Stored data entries
********************

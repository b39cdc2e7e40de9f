//! VM lifecycle control through the libvirt CLI.
//!
//! Converges the domain's actual state to "running with the OS installed".
//! Every decision re-queries the hypervisor; nothing is cached locally.
//!
//! State machine:
//! - absent      → create (blocking unattended install) then explicit start
//! - shut off    → start only; recreation is never implicit
//! - running     → no-op with a warning (no install occurred)
//!
//! A failed creation is fatal and never retried. Recovery is the explicit
//! `destroy` verb followed by a fresh run.

use std::path::Path;

use crate::config::ForgeConfig;
use crate::errors::{ForgeError, ForgeResult};
use crate::util::CommandRunner;

/// Boot parameters that select fully automatic installation.
const UNATTENDED_BOOT_ARGS: &str =
    "auto=true priority=critical preseed/file=/preseed.cfg console=ttyS0,115200n8";

/// Observed domain state, re-read from `virsh` on every decision.
#[derive(Debug, Clone, Copy, PartialEq, Eq)]
pub enum VmState {
    Absent,
    Stopped,
    Running,
}

/// What [`ensure_running`] actually did.
#[derive(Debug, Clone, Copy, PartialEq, Eq)]
pub enum EnsureOutcome {
    /// Domain created, installer ran to completion, domain started.
    Created,
    /// Domain existed but was shut off; started without reinstalling.
    Started,
    /// Domain was already running; nothing done.
    AlreadyRunning,
}

/// Query the domain's current state.
pub async fn query_state(runner: &dyn CommandRunner, name: &str) -> ForgeResult<VmState> {
    let out = runner.run("virsh", &["domstate", name]).await?;
    if !out.success() {
        // virsh reports a missing domain as an error; anything it cannot
        // find, we treat as absent.
        return Ok(VmState::Absent);
    }
    if out.stdout.trim().starts_with("running") {
        Ok(VmState::Running)
    } else {
        Ok(VmState::Stopped)
    }
}

/// Drive the domain to the running state, installing the OS if it does not
/// exist yet.
pub async fn ensure_running(
    runner: &dyn CommandRunner,
    cfg: &ForgeConfig,
    iso: &Path,
    preseed: &Path,
) -> ForgeResult<EnsureOutcome> {
    match query_state(runner, &cfg.vm.name).await? {
        VmState::Absent => {
            create(runner, cfg, iso, preseed).await?;
            start(runner, &cfg.vm.name).await?;
            Ok(EnsureOutcome::Created)
        }
        VmState::Stopped => {
            tracing::info!(vm = %cfg.vm.name, "domain exists but is shut off, starting");
            start(runner, &cfg.vm.name).await?;
            Ok(EnsureOutcome::Started)
        }
        VmState::Running => {
            tracing::warn!(
                vm = %cfg.vm.name,
                "domain already running, no install performed"
            );
            Ok(EnsureOutcome::AlreadyRunning)
        }
    }
}

/// Create the domain and run the unattended install to completion.
///
/// `--wait -1` blocks until the installer powers the domain off; `--noreboot`
/// keeps virt-install from racing the explicit start that follows.
async fn create(
    runner: &dyn CommandRunner,
    cfg: &ForgeConfig,
    iso: &Path,
    preseed: &Path,
) -> ForgeResult<()> {
    let memory = cfg.vm.memory_mib.to_string();
    let vcpus = cfg.vm.cpus.to_string();
    let disk = format!("size={}", cfg.vm.disk_gib);
    let network = format!("network={},mac={}", cfg.network.network, cfg.vm.mac);
    let location = iso.display().to_string();
    let inject = preseed.display().to_string();

    tracing::info!(vm = %cfg.vm.name, "creating domain and running unattended install (this takes a while)");
    let code = runner
        .run_streamed(
            "virt-install",
            &[
                "--name",
                &cfg.vm.name,
                "--memory",
                &memory,
                "--vcpus",
                &vcpus,
                "--disk",
                &disk,
                "--os-variant",
                &cfg.vm.os_variant,
                "--network",
                &network,
                "--location",
                &location,
                "--initrd-inject",
                &inject,
                "--extra-args",
                UNATTENDED_BOOT_ARGS,
                "--graphics",
                "none",
                "--noautoconsole",
                "--noreboot",
                "--wait",
                "-1",
            ],
            None,
        )
        .await?;

    match code {
        Some(0) => Ok(()),
        Some(code) => Err(ForgeError::VmCreation(format!(
            "virt-install exited with code {code}"
        ))),
        None => Err(ForgeError::VmCreation(
            "virt-install was killed by a signal".to_string(),
        )),
    }
}

async fn start(runner: &dyn CommandRunner, name: &str) -> ForgeResult<()> {
    let out = runner.run("virsh", &["start", name]).await?;
    if out.success() {
        tracing::info!(vm = %name, "domain started");
        Ok(())
    } else {
        Err(ForgeError::Hypervisor(format!(
            "virsh start {name}: {}",
            out.stderr.trim()
        )))
    }
}

/// Force-stop and fully remove the domain, including its backing storage.
///
/// Irreversible and best-effort throughout: a domain that is already stopped
/// or does not exist is not an error, and a failed storage removal is only
/// warned about.
pub async fn destroy(runner: &dyn CommandRunner, name: &str) -> ForgeResult<()> {
    let stop = runner.run("virsh", &["destroy", name]).await?;
    if stop.success() {
        tracing::info!(vm = %name, "domain force-stopped");
    } else {
        tracing::debug!(vm = %name, stderr = %stop.stderr.trim(), "force-stop skipped");
    }

    let undefine = runner
        .run("virsh", &["undefine", name, "--remove-all-storage"])
        .await?;
    if undefine.success() {
        tracing::info!(vm = %name, "domain undefined, storage removed");
    } else {
        tracing::warn!(
            vm = %name,
            stderr = %undefine.stderr.trim(),
            "undefine failed or domain absent, continuing"
        );
    }
    Ok(())
}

********************

All of the entries above should be transcribed exactly, line for line.

repository b39cdc2e7e40de9f
//! VM lifecycle control through the libvirt CLI.
//!
//! Converges the domain's actual state to "running with the OS installed".
//! Every decision re-queries the hypervisor; nothing is cached locally.
//!
//! State machine:
//! - absent      → create (blocking unattended install) then explicit start
//! - shut off    → start only; recreation is never implicit
//! - running     → no-op with a warning (no install occurred)
//!
//! A failed creation is fatal and never retried. Recovery is the explicit
//! `destroy` verb followed by a fresh run.

use std::path::Path;

use crate::config::ForgeConfig;
use crate::errors::{ForgeError, ForgeResult};
use crate::util::CommandRunner;

/// Boot parameters that select fully automatic installation.
const UNATTENDED_BOOT_ARGS: &str =
    "auto=true priority=critical preseed/file=/preseed.cfg console=ttyS0,115200n8";

/// Observed domain state, re-read from `virsh` on every decision.
#[derive(Debug, Clone, Copy, PartialEq, Eq)]
pub enum VmState {
    Absent,
    Stopped,
    Running,
}

/// What [`ensure_running`] actually did.
#[derive(Debug, Clone, Copy, PartialEq, Eq)]
pub enum EnsureOutcome {
    /// Domain created, installer ran to completion, domain started.
    Created,
    /// Domain existed but was shut off; started without reinstalling.
    Started,
    /// Domain was already running; nothing done.
    AlreadyRunning,
}

/// Query the domain's current state.
pub async fn query_state(runner: &dyn CommandRunner, name: &str) -> ForgeResult<VmState> {
    let out = runner.run("virsh", &["domstate", name]).await?;
    if !out.success() {
        // virsh reports a missing domain as an error; anything it cannot
        // find, we treat as absent.
        return Ok(VmState::Absent);
    }
    if out.stdout.trim().starts_with("running") {
        Ok(VmState::Running)
    } else {
        Ok(VmState::Stopped)
    }
}

/// Drive the domain to the running state, installing the OS if it does not
/// exist yet.
pub async fn ensure_running(
    runner: &dyn CommandRunner,
    cfg: &ForgeConfig,
    iso: &Path,
    preseed: &Path,
) -> ForgeResult<EnsureOutcome> {
    match query_state(runner, &cfg.vm.name).await? {
        VmState::Absent => {
            create(runner, cfg, iso, preseed).await?;
            start(runner, &cfg.vm.name).await?;
            Ok(EnsureOutcome::Created)
        }
        VmState::Stopped => {
            tracing::info!(vm = %cfg.vm.name, "domain exists but is shut off, starting");
            start(runner, &cfg.vm.name).await?;
            Ok(EnsureOutcome::Started)
        }
        VmState::Running => {
            tracing::warn!(
                vm = %cfg.vm.name,
                "domain already running, no install performed"
            );
            Ok(EnsureOutcome::AlreadyRunning)
        }
    }
}

/// Create the domain and run the unattended install to completion.
///
/// `--wait -1` blocks until the installer powers the domain off; `--noreboot`
/// keeps virt-install from racing the explicit start that follows.
async fn create(
    runner: &dyn CommandRunner,
    cfg: &ForgeConfig,
    iso: &Path,
    preseed: &Path,
) -> ForgeResult<()> {
    let memory = cfg.vm.memory_mib.to_string();
    let vcpus = cfg.vm.cpus.to_string();
    let disk = format!("size={}", cfg.vm.disk_gib);
    let network = format!("network={},mac={}", cfg.network.network, cfg.vm.mac);
    let location = iso.display().to_string();
    let inject = preseed.display().to_string();

    tracing::info!(vm = %cfg.vm.name, "creating domain and running unattended install (this takes a while)");
    let code = runner
        .run_streamed(
            "virt-install",
            &[
                "--name",
                &cfg.vm.name,
                "--memory",
                &memory,
                "--vcpus",
                &vcpus,
                "--disk",
                &disk,
                "--os-variant",
                &cfg.vm.os_variant,
                "--network",
                &network,
                "--location",
                &location,
                "--initrd-inject",
                &inject,
                "--extra-args",
                UNATTENDED_BOOT_ARGS,
                "--graphics",
                "none",
                "--noautoconsole",
                "--noreboot",
                "--wait",
                "-1",
            ],
            None,
        )
        .await?;

    match code {
        Some(0) => Ok(()),
        Some(code) => Err(ForgeError::VmCreation(format!(
            "virt-install exited with code {code}"
        ))),
        None => Err(ForgeError::VmCreation(
            "virt-install was killed by a signal".to_string(),
        )),
    }
}

async fn start(runner: &dyn CommandRunner, name: &str) -> ForgeResult<()> {
    let out = runner.run("virsh", &["start", name]).await?;
    if out.success() {
        tracing::info!(vm = %name, "domain started");
        Ok(())
    } else {
        Err(ForgeError::Hypervisor(format!(
            "virsh start {name}: {}",
            out.stderr.trim()
        )))
    }
}

/// Force-stop and fully remove the domain, including its backing storage.
///
/// Irreversible and best-effort throughout: a domain that is already stopped
/// or does not exist is not an error, and a failed storage removal is only
/// warned about.
pub async fn destroy(runner: &dyn CommandRunner, name: &str) -> ForgeResult<()> {
    let stop = runner.run("virsh", &["destroy", name]).await?;
    if stop.success() {
        tracing::info!(vm = %name, "domain force-stopped");
    } else {
        tracing::debug!(vm = %name, stderr = %stop.stderr.trim(), "force-stop skipped");
    }

    let undefine = runner
        .run("virsh", &["undefine", name, "--remove-all-storage"])
        .await?;
    if undefine.success() {
        tracing::info!(vm = %name, "domain undefined, storage removed");
    } else {
        tracing::warn!(
            vm = %name,
            stderr = %undefine.stderr.trim(),
            "undefine failed or domain absent, continuing"
        );
    }
    Ok(())
}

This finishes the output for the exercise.